The Von Karman Line, or “the edge of space”, is only sixty-two miles above sea level. For those who live in the Sandhills, the great frontier will come even closer with the grand reopening of the Fayetteville State University Planetarium on May 15.
Closed since 2017, when major renovations to the Charles A. Lyons Science Building began, the planetarium underwent major upgrades during the hiatus.
“Our university has made it a priority to ensure that the planetarium is part of the renovation process,” said Dr. Jonathan Breitzer, assistant professor of chemistry and director of the planetarium.
Along with new seating, the planetarium has ten new projectors, a high-resolution computerized system that captures the deep blackness of space, and a 6,500-watt audio system for a truly out-of-this-world experience.
Planetarium director and astronomy instructor Joseph Kabbes was recruited just as the planetarium was closing and was instrumental in its extreme transformation.
“With the old system, we could only show stars from Earth because of the mechanical limitations of the projector,” Breitzer explained. The searchlight was gear-driven; you would have to calibrate it to make sure Mercury was in the right place. Everything is calculated with the new computerized system, and we are not just confined to the earth. We can go to different planets; we can even get out of the galaxy.”
Breitzer, who ran the planetarium on his own for six years before Kabbes was hired, believes the planetarium is essential to maintaining the connection between the community and the FSU and called it a “great public service.”
“Historically, the planetarium has been a way to connect people to our university and get them interested in science,” Breitzer said. “It’s been here since the 1980s, but not many people knew about it. We reached out to schools and homeschool groups and it grew from there.”
“When I was five years old in Chicago, I couldn’t wait to go to the planetarium as soon as I was old enough to go in. I thought it was the coolest thing ever, and that made me made me want to be a scientist. . I want to be able to give that back,” Breitzer explained.
To further capitalize on the planetarium’s wow factor, the date of its grand reopening coincides with a major astronomical event: May 15 is the night of a lunar eclipse.

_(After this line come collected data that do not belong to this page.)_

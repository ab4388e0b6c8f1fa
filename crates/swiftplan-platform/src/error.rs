use std::fmt;

/// Failure to parse a triple, platform name, or platform version.
#[derive(Debug)]
pub struct ParseError {
    kind: ParseErrorKind,
    orig: String,
}

#[derive(Debug)]
#[non_exhaustive]
pub enum ParseErrorKind {
    UnknownArch(String),
    UnknownOs(String),
    MissingOs,
    InvalidVersion(String),
    UnknownPlatform(String),
    UnknownConfiguration(String),
}

impl ParseError {
    pub fn new(orig: &str, kind: ParseErrorKind) -> ParseError {
        ParseError {
            kind,
            orig: orig.to_string(),
        }
    }

    pub fn kind(&self) -> &ParseErrorKind {
        &self.kind
    }
}

impl fmt::Display for ParseError {
    fn fmt(&self, f: &mut fmt::Formatter<'_>) -> fmt::Result {
        write!(f, "failed to parse `{}` as a ", self.orig)?;
        match &self.kind {
            ParseErrorKind::UnknownArch(arch) => {
                write!(f, "triple: unknown architecture `{arch}`")
            }
            ParseErrorKind::UnknownOs(os) => write!(f, "triple: unknown operating system `{os}`"),
            ParseErrorKind::MissingOs => write!(f, "triple: no operating system component"),
            ParseErrorKind::InvalidVersion(v) => {
                write!(f, "platform version: `{v}` is not dotted-decimal")
            }
            ParseErrorKind::UnknownPlatform(p) => write!(f, "platform name: `{p}` is not known"),
            ParseErrorKind::UnknownConfiguration(c) => {
                write!(f, "configuration: expected `debug` or `release`, found `{c}`")
            }
        }
    }
}

impl std::error::Error for ParseError {}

The partial eclipse will begin at 10:27 p.m., with totality at 11:29 p.m. The planetarium will have telescopes available to view the event, and even those without show tickets are more than welcome.
Breitzer shared some tips for guests to observe before arriving at the planetarium: “Like any theatrical experience, try to be quiet during the presentation, put away cell phones.”
Ultimately, Bretitzer hopes people will arrive prepared to be amazed and leave with more knowledge about our place in the cosmos.
“I know I’ve failed as a teacher if there aren’t a lot of hands up after a presentation,” Breitzer joked. “Bring your questions, your curiosity and your sense of wonder. This is a place where everyone is valued, and everyone is treated like a scientist.
Tickets are $5 for adults and $3 for children and can be purchased on the planetarium website, www.uncfsu.edu/community/planetarium.
The planetarium is located at WT Brown Drive in the Charles A. Lyons Science Building on the FSU campus.